Types of power plants
“Baseload” power generators are typically large units that operate more or less continuously at 70 to 90 percent of their rated capacity, and do not shut down except for maintenance. These include nuclear, coal, and combined-cycle natural gas plants which capture and recycle the exhaust heat of traditional gas turbines. Coal and nuclear plants can take from one to three days to start up, and take a long time to shut down.
“Load-following” power generators can increase or reduce their output based upon demand, and typically run at 30 to 50 percent of capacity. They are typically traditional gas turbine units, and may be shut down on a daily or weekly basis as needed. Older coal plants, combined-cycle natural gas plants, and some nuclear plants can operate in a load-following mode, but their ability to do so is limited. For example, newer nuclear plants can cut output by as much as 20 percent in an hour, but need as much as eight hours to ramp back up to full capacity.
“Peaking units” typically run for a few hours at a time at low capacity factors when demand reaches unusually high peak levels, like in the middle of a hot summer day. These units are typically simple gas turbines.
The grid today
In the U.S., there are three main grids: one in the east, one in the west, and one in Texas. Some utilities are regulated while others are not, some are publicly owned while others are private, and although they are interconnected within the three main grids, they operate with a certain amount of autonomy. Grid power comes from about 5,800 utility-scale power plants, comprising some 18,000 generating units. A patchwork quilt of agencies with overlapping jurisdictions regulate the grid, including Federal Energy Regulatory Commission (FERC) and the North American Electricity Reliability Corporation (NERC) at the federal level, a range of Regional Transmission Operators (RTO) and Independent System Operators (ISO) at the regional level, and Public Utility Commissions (PUC) at the state level. Ten major RTOs and ISOs serve about two-thirds of consumers in the U.S. and more than half in Canada, with the remainder served by smaller regional operators.
The grid’s architecture developed in a fairly ad-hoc way. As the country was built up, more generation capacity was added, and the grid was extended. Technologically speaking, most of the grid is old and “dumb”: Power gets generated somewhere, and transmitted somewhere else, but there is very little in the way of sensors, storage buffers, switches, or security mechanisms along the way. It’s more like plumbing than an iPhone. This is why it was possible for one overloaded transmission line in Ohio take down much of the grid in Ontario, the Northeast and the Midwest in the blackout of August 14, 2003.
Grid operators have one overriding, fearsome task: They must maintain enough supply from this very complex system, within a narrow range of frequencies and voltages, to meet constantly fluctuating demand at all times. Therefore they tend to be risk-averse, preferring to stick with what they know to be reliable, and avoiding innovation.
Enter renewables
Before the advent of renewables, generating power was a pretty straightforward task: When demand increased, you just added more fuel to an engine. With renewables, the task is reversed: The engines (wind turbines and solar collectors) ramp up and down of their own accord, and grid operators must adjust to accommodate their output.
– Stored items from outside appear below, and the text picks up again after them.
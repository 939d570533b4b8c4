//! Live query subscriptions.
//!
//! [`SubscriptionRegistry`] holds the state; [`LiveQuery`] is the
//! channel-backed handle returned by
//! [`SyncLinkClient::subscribe`](crate::SyncLinkClient::subscribe).

pub mod fingerprint;
mod handlers;
mod live_query;
mod registry;

pub use fingerprint::query_fingerprint;
pub use handlers::{
    OnCompleteCallback, OnSubscriptionDisconnectCallback, OnSubscriptionErrorCallback,
    OnUpdateCallback, SubscriptionHandlers,
};
pub(crate) use live_query::channel_handlers;
pub use live_query::{LiveQuery, SubscriptionEvent};
pub use registry::SubscriptionRegistry;
//! Structural type-checking of [`Value`]s against a small closed grammar.

use super::value::Value;
use crate::error::{Result, SyncLinkError};

/// Expected shape of a value.
#[derive(Debug, Clone, PartialEq)]
pub enum Schema {
    Any,
    Null,
    Boolean,
    Number,
    Int64,
    String,
    Bytes,
    Date,
    Id,
    Array(Box<Schema>),
    Object(Vec<FieldSchema>),
    Union(Vec<Schema>),
}

/// One declared field of an object schema.
#[derive(Debug, Clone, PartialEq)]
pub struct FieldSchema {
    pub name: String,
    pub schema: Schema,
    pub optional: bool,
}

impl FieldSchema {
    pub fn required(name: impl Into<String>, schema: Schema) -> Self {
        Self {
            name: name.into(),
            schema,
            optional: false,
        }
    }

    pub fn optional(name: impl Into<String>, schema: Schema) -> Self {
        Self {
            name: name.into(),
            schema,
            optional: true,
        }
    }
}

impl Schema {
    pub fn array(item: Schema) -> Self {
        Schema::Array(Box::new(item))
    }

    pub fn object(fields: impl IntoIterator<Item = FieldSchema>) -> Self {
        Schema::Object(fields.into_iter().collect())
    }

    pub fn union(variants: impl IntoIterator<Item = Schema>) -> Self {
        Schema::Union(variants.into_iter().collect())
    }

    /// Name used in `expected` of a validation error.
    pub fn describe(&self) -> String {
        match self {
            Schema::Any => "any".to_string(),
            Schema::Null => "null".to_string(),
            Schema::Boolean => "boolean".to_string(),
            Schema::Number => "number".to_string(),
            Schema::Int64 => "int64".to_string(),
            Schema::String => "string".to_string(),
            Schema::Bytes => "bytes".to_string(),
            Schema::Date => "date".to_string(),
            Schema::Id => "id".to_string(),
            Schema::Array(item) => format!("array<{}>", item.describe()),
            Schema::Object(_) => "object".to_string(),
            Schema::Union(variants) => variants
                .iter()
                .map(Schema::describe)
                .collect::<Vec<_>>()
                .join(" | "),
        }
    }
}

/// Check `value` against `schema`.
///
/// Unknown object fields are allowed. Returns `SchemaValidationError` with
/// the first failing field path (`$.items[2].name`). For unions the error
/// names the whole union as expected and the deepest path reached by the
/// closest variant.
pub fn validate_with_schema(value: &Value, schema: &Schema) -> Result<()> {
    validate_at(value, schema, "$")
}

fn mismatch(schema: &Schema, value: &Value, path: &str) -> SyncLinkError {
    SyncLinkError::SchemaValidationError {
        expected: schema.describe(),
        received: value.type_name().to_string(),
        path: path.to_string(),
    }
}

fn validate_at(value: &Value, schema: &Schema, path: &str) -> Result<()> {
    if let Value::Shared(shared) = value {
        return validate_at(&shared.get(), schema, path);
    }

    match (schema, value) {
        (Schema::Any, _) => Ok(()),
        (Schema::Null, Value::Null)
        | (Schema::Boolean, Value::Bool(_))
        | (Schema::Number, Value::Float(_))
        | (Schema::Int64, Value::Int64(_))
        | (Schema::String, Value::String(_))
        | (Schema::Bytes, Value::Bytes(_))
        | (Schema::Date, Value::Timestamp(_))
        | (Schema::Id, Value::Id(_)) => Ok(()),
        (Schema::Array(item), Value::Array(items)) => {
            for (i, element) in items.iter().enumerate() {
                validate_at(element, item, &format!("{}[{}]", path, i))?;
            }
            Ok(())
        },
        (Schema::Object(fields), Value::Object(map)) => {
            for field in fields {
                let field_path = format!("{}.{}", path, field.name);
                match map.get(&field.name) {
                    None | Some(Value::Undefined) if field.optional => {},
                    None => {
                        return Err(SyncLinkError::SchemaValidationError {
                            expected: field.schema.describe(),
                            received: "missing".to_string(),
                            path: field_path,
                        });
                    },
                    Some(v) => validate_at(v, &field.schema, &field_path)?,
                }
            }
            Ok(())
        },
        (Schema::Union(variants), _) => {
            let mut closest: Option<SyncLinkError> = None;
            for variant in variants {
                match validate_at(value, variant, path) {
                    Ok(()) => return Ok(()),
                    Err(err) => {
                        if error_depth(&err) > closest.as_ref().map(error_depth).unwrap_or(0) {
                            closest = Some(err);
                        }
                    },
                }
            }
            let nested_path = closest
                .and_then(|err| match err {
                    SyncLinkError::SchemaValidationError { path, .. } => Some(path),
                    _ => None,
                })
                .filter(|p| p.len() > path.len());
            match nested_path {
                Some(deep) => Err(SyncLinkError::SchemaValidationError {
                    expected: schema.describe(),
                    received: value.type_name().to_string(),
                    path: deep,
                }),
                None => Err(mismatch(schema, value, path)),
            }
        },
        _ => Err(mismatch(schema, value, path)),
    }
}

fn error_depth(err: &SyncLinkError) -> usize {
    match err {
        SyncLinkError::SchemaValidationError { path, .. } => path.len(),
        _ => 0,
    }
}
//! Authentication for the sync connection.
//!
//! The token store itself lives outside this crate; the connection manager
//! only needs "give me a bearer token" and "give me the authenticate
//! message", both provided by [`AuthProvider`].

use crate::codec::WireMessage;

/// Credentials sent after the transport opens.
///
/// # Examples
///
/// ```rust
/// use synclink::AuthProvider;
///
/// let auth = AuthProvider::jwt_token("eyJhbGc...".to_string());
/// assert_eq!(auth.token(), Some("eyJhbGc..."));
///
/// let anonymous = AuthProvider::none();
/// assert!(anonymous.auth_message().is_none());
/// ```
#[derive(Debug, Clone, Default, PartialEq, Eq)]
pub enum AuthProvider {
    /// Bearer token (typically a JWT)
    JwtToken(String),

    /// Anonymous connection
    #[default]
    None,
}

impl AuthProvider {
    pub fn jwt_token(token: String) -> Self {
        Self::JwtToken(token)
    }

    pub fn none() -> Self {
        Self::None
    }

    /// The bearer token, if any.
    pub fn token(&self) -> Option<&str> {
        match self {
            Self::JwtToken(token) => Some(token),
            Self::None => None,
        }
    }

    /// The `authenticate` message to send on open, if any.
    pub fn auth_message(&self) -> Option<WireMessage> {
        self.token().map(|token| WireMessage::Authenticate {
            token: token.to_string(),
        })
    }

    /// Check if authentication is configured
    pub fn is_authenticated(&self) -> bool {
        !matches!(self, Self::None)
    }
}

impl From<Option<String>> for AuthProvider {
    fn from(token: Option<String>) -> Self {
        match token {
            Some(t) => Self::JwtToken(t),
            None => Self::None,
        }
    }
}
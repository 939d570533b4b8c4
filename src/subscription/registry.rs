//! Subscription registry: dedup, reference counting, result cache and
//! per-handle status.
//!
//! The registry is a plain state container. It never touches the network;
//! protocol messages it wants sent are queued and drained with
//! [`SubscriptionRegistry::take_outbound`]. While offline nothing is
//! queued, because [`SubscriptionRegistry::handle_reconnect`] replays every
//! live query anyway.
//!
//! Each distinct query is one *entry*, identified on the wire by its
//! `subscriptionId` (`q1`, `q2`, ...). With deduplication on, handles whose
//! `(query_path, args)` fingerprints match join the same entry; the entry's
//! reference count is its number of live member handles, and at zero the
//! entry and its cache are dropped and an `unsubscribe` is queued.

use std::collections::{BTreeSet, HashMap};
use std::sync::Arc;
use std::time::{SystemTime, UNIX_EPOCH};

use super::fingerprint::query_fingerprint;
use super::handlers::SubscriptionHandlers;
use crate::codec::{Value, WireMessage};
use crate::error::{Result, SubscriptionErrorCode, SyncLinkError};
use crate::models::{
    RegistryConfig, RemoteError, SubscriptionId, SubscriptionInfo, SubscriptionOptions,
    SubscriptionStatus,
};

/// Current time in millis since Unix epoch.
fn now_ms() -> u64 {
    SystemTime::now()
        .duration_since(UNIX_EPOCH)
        .unwrap_or_default()
        .as_millis() as u64
}

struct Handle {
    info: SubscriptionInfo,
    entry_id: String,
    skip_initial_callback: bool,
    queue_while_paused: bool,
    paused_updates: Vec<Arc<Value>>,
    handlers: SubscriptionHandlers,
}

struct QueryEntry {
    seq: u64,
    fingerprint: String,
    query_path: String,
    args: Option<Value>,
    members: BTreeSet<SubscriptionId>,
    cache: Option<Arc<Value>>,
}

impl QueryEntry {
    fn subscribe_message(&self, entry_id: &str) -> WireMessage {
        WireMessage::Subscribe {
            subscription_id: entry_id.to_string(),
            query_path: self.query_path.clone(),
            args: wire_args(self.args.as_ref()),
        }
    }
}

fn wire_args(args: Option<&Value>) -> Value {
    match args {
        None | Some(Value::Undefined) => Value::Object(Default::default()),
        Some(value) => value.clone(),
    }
}

/// Tracks application subscriptions and the shared queries behind them.
pub struct SubscriptionRegistry {
    config: RegistryConfig,
    handles: HashMap<SubscriptionId, Handle>,
    entries: HashMap<String, QueryEntry>,
    by_fingerprint: HashMap<String, String>,
    next_handle: u64,
    next_entry: u64,
    online: bool,
    disposed: bool,
    outbox: Vec<WireMessage>,
}
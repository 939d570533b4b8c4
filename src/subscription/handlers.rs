//! Per-subscription callbacks.

use std::fmt;
use std::panic::{catch_unwind, AssertUnwindSafe};
use std::sync::Arc;

use crate::codec::Value;
use crate::models::{RemoteError, SubscriptionInfo};

pub type OnUpdateCallback = Arc<dyn Fn(Arc<Value>) + Send + Sync>;
pub type OnSubscriptionErrorCallback = Arc<dyn Fn(RemoteError) + Send + Sync>;
pub type OnCompleteCallback = Arc<dyn Fn(SubscriptionInfo) + Send + Sync>;
pub type OnSubscriptionDisconnectCallback = Arc<dyn Fn() + Send + Sync>;

/// Callbacks attached to one subscription handle. All optional.
///
/// A panicking callback is caught and logged; delivery to the other
/// handles sharing the query continues.
///
/// ```rust
/// use synclink::SubscriptionHandlers;
///
/// let handlers = SubscriptionHandlers::new()
///     .on_update(|value| println!("rows: {:?}", value))
///     .on_error(|err| eprintln!("query failed: {}", err));
/// ```
#[derive(Clone, Default)]
pub struct SubscriptionHandlers {
    on_update: Option<OnUpdateCallback>,
    on_error: Option<OnSubscriptionErrorCallback>,
    on_complete: Option<OnCompleteCallback>,
    on_disconnect: Option<OnSubscriptionDisconnectCallback>,
}

impl fmt::Debug for SubscriptionHandlers {
    fn fmt(&self, f: &mut fmt::Formatter<'_>) -> fmt::Result {
        f.debug_struct("SubscriptionHandlers")
            .field("on_update", &self.on_update.is_some())
            .field("on_error", &self.on_error.is_some())
            .field("on_complete", &self.on_complete.is_some())
            .field("on_disconnect", &self.on_disconnect.is_some())
            .finish()
    }
}

impl SubscriptionHandlers {
    pub fn new() -> Self {
        Self::default()
    }

    /// New result for the query. The value is shared with every handle on
    /// the same query.
    pub fn on_update(mut self, f: impl Fn(Arc<Value>) + Send + Sync + 'static) -> Self {
        self.on_update = Some(Arc::new(f));
        self
    }

    pub fn on_error(mut self, f: impl Fn(RemoteError) + Send + Sync + 'static) -> Self {
        self.on_error = Some(Arc::new(f));
        self
    }

    /// Called exactly once with the final snapshot when the handle completes.
    pub fn on_complete(mut self, f: impl Fn(SubscriptionInfo) + Send + Sync + 'static) -> Self {
        self.on_complete = Some(Arc::new(f));
        self
    }

    /// Connection lost; the handle is back to pending until resubscribed.
    pub fn on_disconnect(mut self, f: impl Fn() + Send + Sync + 'static) -> Self {
        self.on_disconnect = Some(Arc::new(f));
        self
    }

    pub(crate) fn emit_update(&self, value: Arc<Value>) {
        if let Some(cb) = &self.on_update {
            guarded("on_update", || cb(value));
        }
    }

    pub(crate) fn emit_error(&self, error: RemoteError) {
        if let Some(cb) = &self.on_error {
            guarded("on_error", || cb(error));
        }
    }

    pub(crate) fn emit_complete(&self, info: SubscriptionInfo) {
        if let Some(cb) = &self.on_complete {
            guarded("on_complete", || cb(info));
        }
    }

    pub(crate) fn emit_disconnect(&self) {
        if let Some(cb) = &self.on_disconnect {
            guarded("on_disconnect", || cb());
        }
    }
}

fn guarded(name: &str, f: impl FnOnce()) {
    if catch_unwind(AssertUnwindSafe(f)).is_err() {
        log::warn!("[synclink] Subscription {} handler panicked; continuing", name);
    }
}
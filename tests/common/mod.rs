//! In-process sync server used by the integration tests.
//!
//! Each test binds its own listener on `127.0.0.1:0`, so tests never share
//! a port and need no external process.

#![allow(dead_code)]

use futures_util::{SinkExt, StreamExt};
use std::time::Duration;
use synclink::{
    decode_message, encode_message, ConnectionOptions, ConnectionState, SyncLinkClient,
    SyncLinkTimeouts, WireMessage,
};
use tokio::net::{TcpListener, TcpStream};
use tokio::time::timeout;
use tokio_tungstenite::{tungstenite::Message, WebSocketStream};

/// Upper bound for any single wait in a test.
pub const STEP: Duration = Duration::from_secs(5);

pub struct TestServer {
    listener: TcpListener,
    base_url: String,
}

impl TestServer {
    pub async fn bind() -> Self {
        let listener = TcpListener::bind("127.0.0.1:0").await.expect("bind test listener");
        let addr = listener.local_addr().expect("local addr");
        Self {
            listener,
            base_url: format!("http://{}", addr),
        }
    }

    pub fn base_url(&self) -> &str {
        &self.base_url
    }

    /// Accept the next client and complete the WebSocket handshake.
    pub async fn accept(&self) -> ServerConn {
        let (tcp, _) = timeout(STEP, self.listener.accept())
            .await
            .expect("client did not connect in time")
            .expect("accept");
        let ws = tokio_tungstenite::accept_async(tcp).await.expect("websocket handshake");
        ServerConn { ws }
    }
}

pub struct ServerConn {
    ws: WebSocketStream<TcpStream>,
}

impl ServerConn {
    /// Next protocol message from the client. Control frames are skipped.
    pub async fn recv(&mut self) -> WireMessage {
        loop {
            let frame = timeout(STEP, self.ws.next())
                .await
                .expect("client sent nothing in time")
                .expect("client closed the connection")
                .expect("read frame");
            match frame {
                Message::Text(text) => {
                    return decode_message(text.as_str()).expect("client sent a malformed message");
                },
                Message::Binary(bytes) => {
                    return synclink::decode_binary(&bytes).expect("client sent a malformed frame");
                },
                _ => continue,
            }
        }
    }

    /// Skip messages until one matches `pred`.
    pub async fn recv_until(&mut self, pred: impl Fn(&WireMessage) -> bool) -> WireMessage {
        loop {
            let msg = self.recv().await;
            if pred(&msg) {
                return msg;
            }
        }
    }

    pub async fn send(&mut self, msg: &WireMessage) {
        let text = encode_message(msg).expect("encode server message");
        self.ws.send(Message::Text(text.into())).await.expect("send to client");
    }

    pub async fn send_raw(&mut self, text: &str) {
        self.ws.send(Message::Text(text.to_string().into())).await.expect("send to client");
    }

    /// Drop the TCP connection without a close handshake.
    pub fn kill(self) {
        drop(self.ws);
    }
}

/// Client with short reconnect delays, pointed at `server`.
pub fn client_for(server: &TestServer) -> SyncLinkClient {
    client_with_options(server, ConnectionOptions::default().with_reconnect_delay_ms(20))
}

pub fn client_with_options(server: &TestServer, options: ConnectionOptions) -> SyncLinkClient {
    SyncLinkClient::builder()
        .base_url(server.base_url())
        .timeouts(SyncLinkTimeouts::fast())
        .connection_options(options)
        .build()
        .expect("build client")
}

/// Base URL of a local port with no listener, so every connect is refused.
pub async fn unreachable_base_url() -> String {
    let listener = TcpListener::bind("127.0.0.1:0").await.expect("bind throwaway listener");
    let addr = listener.local_addr().expect("local addr");
    drop(listener);
    format!("http://{}", addr)
}

/// Poll until the client reports `state`, failing after `STEP`.
pub async fn wait_for_state(client: &SyncLinkClient, state: ConnectionState) {
    let mut waited = Duration::ZERO;
    while client.connection_state() != state {
        assert!(waited < STEP, "client stayed {:?}, expected {:?}", client.connection_state(), state);
        tokio::time::sleep(Duration::from_millis(10)).await;
        waited += Duration::from_millis(10);
    }
}
//! Canonical identity of a `(query_path, args)` pair.
//!
//! Arguments are first mapped to their wire form, then written as JSON with
//! object keys sorted at every level. Two argument values therefore share a
//! fingerprint exactly when they would be sent as the same wire payload up
//! to key order:
//!
//! - key order is ignored, array order is significant
//! - `Int64(5)`, `Float(5.0)` and `"5"` are three different arguments
//! - no arguments (`None`) is the same as an empty object

use serde_json::Value as JsonValue;

use crate::codec::{encode_value, EncodeOptions, Value};
use crate::error::Result;

/// Separates the query path from the canonical arguments. Query paths are
/// identifiers and never contain it.
const SEPARATOR: char = '\u{1f}';

/// Compute the dedup fingerprint for a subscription.
pub fn query_fingerprint(query_path: &str, args: Option<&Value>) -> Result<String> {
    let wire = match args {
        None | Some(Value::Undefined) => JsonValue::Object(Default::default()),
        Some(value) => encode_value(value, &EncodeOptions::default())?,
    };
    let mut out = String::with_capacity(query_path.len() + 32);
    out.push_str(query_path);
    out.push(SEPARATOR);
    write_canonical(&wire, &mut out);
    Ok(out)
}

fn write_canonical(value: &JsonValue, out: &mut String) {
    match value {
        JsonValue::Array(items) => {
            out.push('[');
            for (i, item) in items.iter().enumerate() {
                if i > 0 {
                    out.push(',');
                }
                write_canonical(item, out);
            }
            out.push(']');
        },
        JsonValue::Object(map) => {
            let mut keys: Vec<&String> = map.keys().collect();
            keys.sort();
            out.push('{');
            for (i, key) in keys.into_iter().enumerate() {
                if i > 0 {
                    out.push(',');
                }
                out.push_str(&JsonValue::String(key.clone()).to_string());
                out.push(':');
                if let Some(v) = map.get(key) {
                    write_canonical(v, out);
                }
            }
            out.push('}');
        },
        scalar => out.push_str(&scalar.to_string()),
    }
}
/// Convert a wire value back into an application value.
pub fn decode_value(wire: &JsonValue) -> Result<Value> {
    match wire {
        JsonValue::Null => Ok(Value::Null),
        JsonValue::Bool(b) => Ok(Value::Bool(*b)),
        JsonValue::Number(n) => n
            .as_f64()
            .map(Value::Float)
            .ok_or_else(|| SyncLinkError::deserialization(format!("unrepresentable number {}", n))),
        JsonValue::String(s) => Ok(Value::String(s.clone())),
        JsonValue::Array(items) => items.iter().map(decode_value).collect::<Result<Vec<_>>>().map(Value::Array),
        JsonValue::Object(map) => {
            if map.len() == 1 {
                if let Some((key, inner)) = map.iter().next() {
                    if key.starts_with('$') {
                        return decode_marker(key, inner);
                    }
                }
            }
            let mut out = BTreeMap::new();
            for (key, item) in map {
                if key.starts_with('$') {
                    return Err(SyncLinkError::deserialization(format!(
                        "reserved key '{}' in a multi-key object",
                        key
                    )));
                }
                out.insert(key.clone(), decode_value(item)?);
            }
            Ok(Value::Object(out))
        },
    }
}

fn decode_marker(key: &str, inner: &JsonValue) -> Result<Value> {
    match key {
        INT64_MARKER => {
            let text = inner.as_str().ok_or_else(|| {
                SyncLinkError::deserialization(format!("$int64 expects a string, got {}", json_type(inner)))
            })?;
            text.parse::<i64>().map(Value::Int64).map_err(|e| {
                SyncLinkError::deserialization(format!("invalid $int64 '{}': {}", text, e))
            })
        },
        BYTES_MARKER => {
            let text = inner.as_str().ok_or_else(|| {
                SyncLinkError::deserialization(format!("$bytes expects a string, got {}", json_type(inner)))
            })?;
            general_purpose::STANDARD
                .decode(text)
                .map(Value::Bytes)
                .map_err(|e| SyncLinkError::deserialization(format!("invalid base64 in $bytes: {}", e)))
        },
        DATE_MARKER => {
            let millis = match inner {
                JsonValue::Number(n) => n.as_i64().or_else(|| {
                    n.as_f64()
                        .filter(|f| f.is_finite() && f.fract() == 0.0)
                        .map(|f| f as i64)
                }),
                _ => None,
            };
            millis.map(Value::Timestamp).ok_or_else(|| {
                SyncLinkError::deserialization(format!(
                    "$date expects integral epoch millis, got {}",
                    inner
                ))
            })
        },
        ID_MARKER => {
            let obj = inner.as_object().filter(|o| o.len() == 2).ok_or_else(|| {
                SyncLinkError::deserialization("$id expects an object with 'table' and 'id'")
            })?;
            match (
                obj.get("table").and_then(JsonValue::as_str),
                obj.get("id").and_then(JsonValue::as_str),
            ) {
                (Some(table), Some(id)) => Ok(Value::Id(RecordId::new(table, id))),
                _ => Err(SyncLinkError::deserialization(
                    "$id expects string 'table' and 'id' fields",
                )),
            }
        },
        other => Err(SyncLinkError::deserialization(format!("unknown marker '{}'", other))),
    }
}

fn json_type(value: &JsonValue) -> &'static str {
    match value {
        JsonValue::Null => "null",
        JsonValue::Bool(_) => "boolean",
        JsonValue::Number(_) => "number",
        JsonValue::String(_) => "string",
        JsonValue::Array(_) => "array",
        JsonValue::Object(_) => "object",
    }
}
The growth of renewables in the U.S. has been driven primarily by state Renewable Portfolio Standards (RPS) requiring a certain percentage of power to be generated from renewables by a certain date. According to an April 2011 MIT report just released this month, 29 states have RPS mandates which typically require 15 to 25 percent renewables by 2015 to 2025. Many of these states mandate that grid operators give the renewably-generated power priority, so when wind generation spikes, for example, they must ramp down other generating units. In other areas of the U.S. and in parts of Europe, operators may instead curtail peak production from renewables to accommodate their baseload generation—for example, forcing a wind farm operator to furl their blades or apply brakes to their turbines.
The baseload fallacy
The notion that renewables cannot provide baseload power is really an artifact of the way the grid and its regulators have evolved. If all generators were able to ramp up and down on demand, and if grid operators were able to predict reliably when and where the sun would be shining and the wind would be blowing, accommodating any amount of power from renewables would be no problem.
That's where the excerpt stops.